* _Try it_:
Report back each line of the records that contains the string "ApiError".

◇ ◇ ◇

use crate::error::{ApiError, MessageResponse};
use crate::models::{CreateBlogRequest, FullView, NewBlogPost, to_full_view};
use crate::routes;
use crate::state::AppState;
use axum::{Json, extract::State, extract::rejection::JsonRejection, http::StatusCode};
use serde_json::Value as JsonValue;

/// POST /blog handler - Create a blog post
///
/// `title`, `content` and `author` are checked in that order and the first
/// missing one is reported.
#[utoipa::path(
    post,
    path = routes::BLOG_LIST,
    request_body = CreateBlogRequest,
    responses(
        (status = 201, description = "Blog post created", body = FullView),
        (status = 400, description = "Missing field or invalid JSON", body = String),
        (status = 500, description = "Database error", body = MessageResponse)
    ),
    tag = "blog"
)]
pub async fn create_handler(
    State(state): State<AppState>,
    body: Result<Json<JsonValue>, JsonRejection>,
) -> Result<(StatusCode, Json<FullView>), ApiError> {
    let Json(body) = body?;
    let request: CreateBlogRequest = serde_json::from_value(body)?;

    let title = required_text(request.title, "title")?;
    let content = required_text(request.content, "content")?;
    let author = request.author.ok_or(ApiError::MissingField("author"))?;

    let post = state
        .store
        .insert(NewBlogPost {
            title,
            content,
            author,
        })
        .await?;

    tracing::info!("Created post with id: {}", post.id);
    Ok((StatusCode::CREATED, Json(to_full_view(&post))))
}

/// Present and non-empty, otherwise reported as missing
fn required_text(value: Option<String>, field: &'static str) -> Result<String, ApiError> {
    match value {
        Some(text) if !text.is_empty() => Ok(text),
        _ => Err(ApiError::MissingField(field)),
    }
}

◇ ◇ ◇

* _Answer box_:
use crate::error::{ApiError, MessageResponse};
) -> Result<(StatusCode, Json<FullView>), ApiError> {
    let author = request.author.ok_or(ApiError::MissingField("author"))?;
fn required_text(value: Option<String>, field: &'static str) -> Result<String, ApiError> {
        _ => Err(ApiError::MissingField(field)),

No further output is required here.